*Dataset entries*:
....
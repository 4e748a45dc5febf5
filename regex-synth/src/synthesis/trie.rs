use std::{collections::BTreeMap, mem};

use crate::expr::{push_escaped_char, Expression};

/// Matches exactly a finite set of strings, with shared prefixes factored out.
///
/// ```
/// use regex_synth::{synthesis::TrieExpression, Expression};
///
/// let mut trie = TrieExpression::new();
/// trie.insert_all(["http", "https", "ftp"]);
/// assert_eq!(trie.to_regex(), "(?:ftp|https?)");
/// ```
///
/// Children are visited in code point order, so the output does not depend on
/// the insertion order.
#[derive(Clone, Debug, Default, PartialEq, Eq)]
pub struct TrieExpression {
    root: Node,
}

#[derive(Clone, Debug, Default, PartialEq, Eq)]
struct Node {
    /// A word ends here.
    accepting: bool,
    children: BTreeMap<char, Node>,
}

impl TrieExpression {
    pub fn new() -> Self {
        Self::default()
    }

    pub fn insert(&mut self, word: &str) -> &mut Self {
        let node = word
            .chars()
            .fold(&mut self.root, |node, c| node.children.entry(c).or_default());
        node.accepting = true;
        self
    }

    pub fn insert_all<S: AsRef<str>>(&mut self, words: impl IntoIterator<Item = S>) -> &mut Self {
        for word in words {
            self.insert(word.as_ref());
        }
        self
    }

    /// Returns true if no non-empty word has been inserted.
    pub fn is_empty(&self) -> bool {
        self.root.children.is_empty()
    }

    pub fn contains(&self, word: &str) -> bool {
        word.chars()
            .try_fold(&self.root, |node, c| node.children.get(&c))
            .is_some_and(|node| node.accepting)
    }

    /// Returns `None` if there is nothing to match, i.e. the trie is empty or holds only `""`.
    pub fn synthesize(&self) -> Option<String> {
        let regex = self.root.synthesize();
        log::trace!("trie: {regex:?}");
        regex
    }
}

/// Output of [`Node::synthesize`], emitted front to back.
enum Step<'a> {
    Text(String),
    Node(&'a Node),
}

impl Node {
    /// A node with children renders as its alternatives. Leaf children
    /// share one class (`jun, jul` => `ju[nl]`). Everything inside the node
    /// is optional if a word also ends here.
    ///
    /// The shape of each node only depends on which children are leaves, so
    /// the pattern is written top-down with an explicit stack.
    fn synthesize(&self) -> Option<String> {
        if self.children.is_empty() {
            return None;
        }

        let mut out = String::new();
        let mut stack = vec![Step::Node(self)];
        while let Some(step) = stack.pop() {
            match step {
                Step::Text(text) => out.push_str(&text),
                Step::Node(node) => {
                    let steps = node.steps();
                    stack.extend(steps.into_iter().rev());
                }
            }
        }
        Some(out)
    }

    /// Must only be called on a node with children.
    fn steps(&self) -> Vec<Step<'_>> {
        let (alternations, classes): (Vec<_>, Vec<_>) = self
            .children
            .iter()
            .partition(|(_, child)| !child.children.is_empty());
        let class_only = alternations.is_empty();
        let grouped = alternations.len() + usize::from(!classes.is_empty()) > 1;

        let mut steps = Vec::with_capacity(2 * alternations.len() + 5);
        if self.accepting && !class_only {
            steps.push(Step::Text("(?:".into()));
        }
        if grouped {
            steps.push(Step::Text("(?:".into()));
        }
        for (i, (&c, child)) in alternations.into_iter().enumerate() {
            let mut text = if i == 0 { String::new() } else { "|".into() };
            push_escaped_char(&mut text, c);
            steps.push(Step::Text(text));
            steps.push(Step::Node(child));
        }
        if !classes.is_empty() {
            let mut text = if class_only { String::new() } else { "|".into() };
            match classes.as_slice() {
                [(c, _)] => push_escaped_char(&mut text, **c),
                _ => {
                    text.push('[');
                    classes
                        .iter()
                        .for_each(|(c, _)| push_escaped_char(&mut text, **c));
                    text.push(']');
                }
            }
            steps.push(Step::Text(text));
        }
        if grouped {
            steps.push(Step::Text(")".into()));
        }
        match (self.accepting, class_only) {
            (false, _) => {}
            (true, true) => steps.push(Step::Text("?".into())),
            (true, false) => steps.push(Step::Text(")?".into())),
        }
        steps
    }
}

impl Drop for Node {
    // Words can be arbitrarily long, so nodes are dropped without recursion.
    fn drop(&mut self) {
        if self.children.is_empty() {
            return;
        }
        let mut nodes: Vec<Node> = mem::take(&mut self.children).into_values().collect();
        while let Some(mut node) = nodes.pop() {
            nodes.extend(mem::take(&mut node.children).into_values());
        }
    }
}

impl<S: AsRef<str>> FromIterator<S> for TrieExpression {
    fn from_iter<I: IntoIterator<Item = S>>(iter: I) -> Self {
        let mut trie = Self::new();
        trie.insert_all(iter);
        trie
    }
}

impl<S: AsRef<str>> Extend<S> for TrieExpression {
    fn extend<I: IntoIterator<Item = S>>(&mut self, iter: I) {
        self.insert_all(iter);
    }
}

impl Expression for TrieExpression {
    fn to_regex(&self) -> String {
        self.synthesize().unwrap_or_default()
    }
}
....
*Your assignment*: Repeat the lines from the first one in the records through the line containing "let regex = self.root.synthesize();", exactly as written, and nothing else.

*Task solution*:
repository 4e748a45dc5febf5
filename regex-synth/src/synthesis/trie.rs
use std::{collections::BTreeMap, mem};

use crate::expr::{push_escaped_char, Expression};

/// Matches exactly a finite set of strings, with shared prefixes factored out.
///
/// ```
/// use regex_synth::{synthesis::TrieExpression, Expression};
///
/// let mut trie = TrieExpression::new();
/// trie.insert_all(["http", "https", "ftp"]);
/// assert_eq!(trie.to_regex(), "(?:ftp|https?)");
/// ```
///
/// Children are visited in code point order, so the output does not depend on
/// the insertion order.
#[derive(Clone, Debug, Default, PartialEq, Eq)]
pub struct TrieExpression {
    root: Node,
}

#[derive(Clone, Debug, Default, PartialEq, Eq)]
struct Node {
    /// A word ends here.
    accepting: bool,
    children: BTreeMap<char, Node>,
}

impl TrieExpression {
    pub fn new() -> Self {
        Self::default()
    }

    pub fn insert(&mut self, word: &str) -> &mut Self {
        let node = word
            .chars()
            .fold(&mut self.root, |node, c| node.children.entry(c).or_default());
        node.accepting = true;
        self
    }

    pub fn insert_all<S: AsRef<str>>(&mut self, words: impl IntoIterator<Item = S>) -> &mut Self {
        for word in words {
            self.insert(word.as_ref());
        }
        self
    }

    /// Returns true if no non-empty word has been inserted.
    pub fn is_empty(&self) -> bool {
        self.root.children.is_empty()
    }

    pub fn contains(&self, word: &str) -> bool {
        word.chars()
            .try_fold(&self.root, |node, c| node.children.get(&c))
            .is_some_and(|node| node.accepting)
    }

    /// Returns `None` if there is nothing to match, i.e. the trie is empty or holds only `""`.
    pub fn synthesize(&self) -> Option<String> {
        let regex = self.root.synthesize();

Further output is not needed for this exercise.